-------- Extracted entries --------

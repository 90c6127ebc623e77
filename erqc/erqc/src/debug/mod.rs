mod log;
mod messages;

pub use crate::debug::log::*;
pub use messages::MessageLogger;
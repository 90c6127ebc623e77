use enum_as_inner::EnumAsInner;
use serde::{Deserialize, Serialize};

#[derive(Serialize, Deserialize, Debug, Clone, PartialEq, Eq)]
pub struct Tokens(pub Vec<Token>);

#[derive(Clone, PartialEq, Eq, Hash, Serialize, Deserialize)]
pub struct Token {
    pub kind: TokenKind,
    pub span: std::ops::Range<usize>,
}

#[derive(Clone, PartialEq, Eq, Hash, Debug, Serialize, Deserialize, EnumAsInner)]
pub enum TokenKind {
    /// A name as written; backtick-quoted names keep their backticks.
    Ident(String),
    /// A reserved word, lowercased.
    Keyword(String),
    Literal(Literal),
    /// `@name`
    Variable(String),
    /// `e'...'`
    Escaped(Vec<EscapePart>),
    /// `-:left:>` or `-:left:right:>`
    JoinArrow {
        left: String,
        right: Option<String>,
    },
    /// A `.name rest of line` meta command.
    Meta {
        name: String,
        args: String,
    },

    /// single-char control tokens
    Control(char),

    Terminator,  // ;;
    ArrowFat,    // =>
    DoubleColon, // ::
    ArrowThin,   // ->
    ArrowDouble, // ->>
    Concat,      // ||
    Eq,          // ==
    Ne,          // != or <>
    Gte,         // >=
    Lte,         // <=
    ShiftLeft,   // <<
    ShiftRight,  // >>
}

/// Literals keep the text they were written with.
#[derive(Clone, PartialEq, Eq, Hash, Debug, Serialize, Deserialize, EnumAsInner, strum::AsRefStr)]
pub enum Literal {
    Number(String),
    /// A single-quoted SQL string, including its quotes.
    String(String),
    /// A double-quoted JSON string, including its quotes.
    Json(String),
    /// `x'..'`
    Blob(String),
}

/// One component of an escaped string.
#[derive(Clone, PartialEq, Eq, Hash, Debug, Serialize, Deserialize)]
pub enum EscapePart {
    Text(String),
    /// `''` or `\'`
    Apostrophe,
    /// A bare `%`
    Percent,
    /// `\\`
    Backslash,
    /// `\n`, `\t` or `\r`, holding the code point.
    Control(u32),
    /// `\u{H+}`, `\uHHHH` or `\xHH`, holding the hex digits as written.
    Unicode(String),
    /// `\%FMT(EXPR)`
    Format { spec: String, tokens: Vec<Token> },
    /// `\(EXPR)`
    Interpolate { tokens: Vec<Token> },
    /// Any other backslash escape; rejected when lowered.
    Unknown(char),
}

impl std::fmt::Display for TokenKind {
    fn fmt(&self, f: &mut std::fmt::Formatter<'_>) -> std::fmt::Result {
        match self {
            TokenKind::Ident(s) => {
                if s.is_empty() {
                    // FYI this shows up in errors
                    write!(f, "an identifier")
                } else {
                    write!(f, "{s}")
                }
            }
            TokenKind::Keyword(s) => write!(f, "keyword {s}"),
            TokenKind::Literal(lit) => write!(f, "{lit}"),
            TokenKind::Variable(name) => write!(f, "@{name}"),
            TokenKind::Escaped(_) => write!(f, "escaped string"),
            TokenKind::JoinArrow { left, right } => match right {
                Some(right) => write!(f, "-:{left}:{right}:>"),
                None => write!(f, "-:{left}:>"),
            },
            TokenKind::Meta { name, .. } => write!(f, ".{name}"),
            TokenKind::Control(c) => write!(f, "{c}"),

            TokenKind::Terminator => f.write_str(";;"),
            TokenKind::ArrowFat => f.write_str("=>"),
            TokenKind::DoubleColon => f.write_str("::"),
            TokenKind::ArrowThin => f.write_str("->"),
            TokenKind::ArrowDouble => f.write_str("->>"),
            TokenKind::Concat => f.write_str("||"),
            TokenKind::Eq => f.write_str("=="),
            TokenKind::Ne => f.write_str("!="),
            TokenKind::Gte => f.write_str(">="),
            TokenKind::Lte => f.write_str("<="),
            TokenKind::ShiftLeft => f.write_str("<<"),
            TokenKind::ShiftRight => f.write_str(">>"),
        }
    }
}

impl std::fmt::Display for Literal {
    fn fmt(&self, f: &mut std::fmt::Formatter<'_>) -> std::fmt::Result {
        match self {
            Literal::Number(s) | Literal::String(s) | Literal::Json(s) | Literal::Blob(s) => {
                f.write_str(s)
            }
        }
    }
}

impl std::fmt::Debug for Token {
    fn fmt(&self, f: &mut std::fmt::Formatter<'_>) -> std::fmt::Result {
        write!(f, "{}..{}: {:?}", self.span.start, self.span.end, self.kind)
    }
}
use std::{collections::HashMap, str::FromStr};

use serde_json::Value;

use super::error::Error;

pub type FormData = HashMap<String, Value>;

/// Dynamic JSON request body. The consuming server deserializes the body into
/// `FormData` and the typed getters pull fields out of it.
pub struct Form {
    inner: HashMap<String, Value>,
}

impl Form {
    pub fn from_data(data: FormData) -> Self {
        Self { inner: data }
    }

    pub fn get_value<T>(&self, key: &str) -> Result<T, Error>
    where
        T: TryFrom<Value>,
    {
        match self.inner.get(key) {
            Some(value) => value
                .to_owned()
                .try_into()
                .map_err(|_e| Error::invalid_request("Invalid type conversion")),
            None => Err(Error::invalid_request("Invalid key")),
        }
    }

    pub fn get_number<T>(&self, key: &str) -> Result<T, Error>
    where
        T: FromStr,
    {
        match self.inner.get(key) {
            Some(Value::Number(n)) => n
                .to_string()
                .parse()
                .map_err(|_e| Error::invalid_request("Invalid type conversion")),
            Some(value) => match value.as_str() {
                Some(v) => v
                    .parse()
                    .map_err(|_e| Error::invalid_request("Invalid type conversion")),
                None => Err(Error::invalid_request("Failed to parse value as number")),
            },
            None => Err(Error::invalid_request("Invalid key")),
        }
    }

    pub fn get_str(&self, key: &str) -> Result<String, Error> {
        match self.inner.get(key) {
            Some(value) => match value.as_str() {
                Some(v) => Ok(v.to_string()),
                None => Err(Error::invalid_request("Failed to parse value as string")),
            },
            None => Err(Error::invalid_request("Invalid key")),
        }
    }

    pub fn get_opt_str(&self, key: &str) -> Option<String> {
        self.inner
            .get(key)
            .and_then(|value| value.as_str())
            .map(|v| v.to_string())
    }

    pub fn get_array<T>(&self, key: &str) -> Result<Vec<T>, Error>
    where
        T: TryFrom<Value>,
    {
        match self.inner.get(key) {
            Some(Value::Array(values)) => values
                .iter()
                .map(|value| {
                    T::try_from(value.to_owned())
                        .map_err(|_e| Error::invalid_request("Invalid type conversion"))
                })
                .collect(),
            Some(_) => Err(Error::invalid_request("Failed to parse value as array")),
            None => Err(Error::invalid_request("Invalid key")),
        }
    }
}

#[cfg(test)]
mod tests {
    use super::*;
    use serde_json::json;

    fn form(value: Value) -> Form {
        Form::from_data(serde_json::from_value(value).unwrap())
    }

    #[test]
    fn typed_getters() {
        let form = form(json!({
            "name": "Pancakes",
            "cooking_time": 20,
            "offset": "30",
        }));

        assert_eq!(form.get_str("name").unwrap(), "Pancakes");
        assert_eq!(form.get_number::<i32>("cooking_time").unwrap(), 20);
        assert_eq!(form.get_number::<i64>("offset").unwrap(), 30);
        assert!(form.get_str("missing").is_err());
        assert!(form.get_opt_str("missing").is_none());
    }

    #[test]
    fn array_getter_rejects_non_arrays() {
        let form = form(json!({ "tags": "breakfast" }));
        assert!(form.get_array::<Value>("tags").is_err());
    }
}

--------

■ **Problem details**: In the records above, find each line with the word "missing" and copy it out.

■ **Exercise result**:
        assert!(form.get_str("missing").is_err());
        assert!(form.get_opt_str("missing").is_none());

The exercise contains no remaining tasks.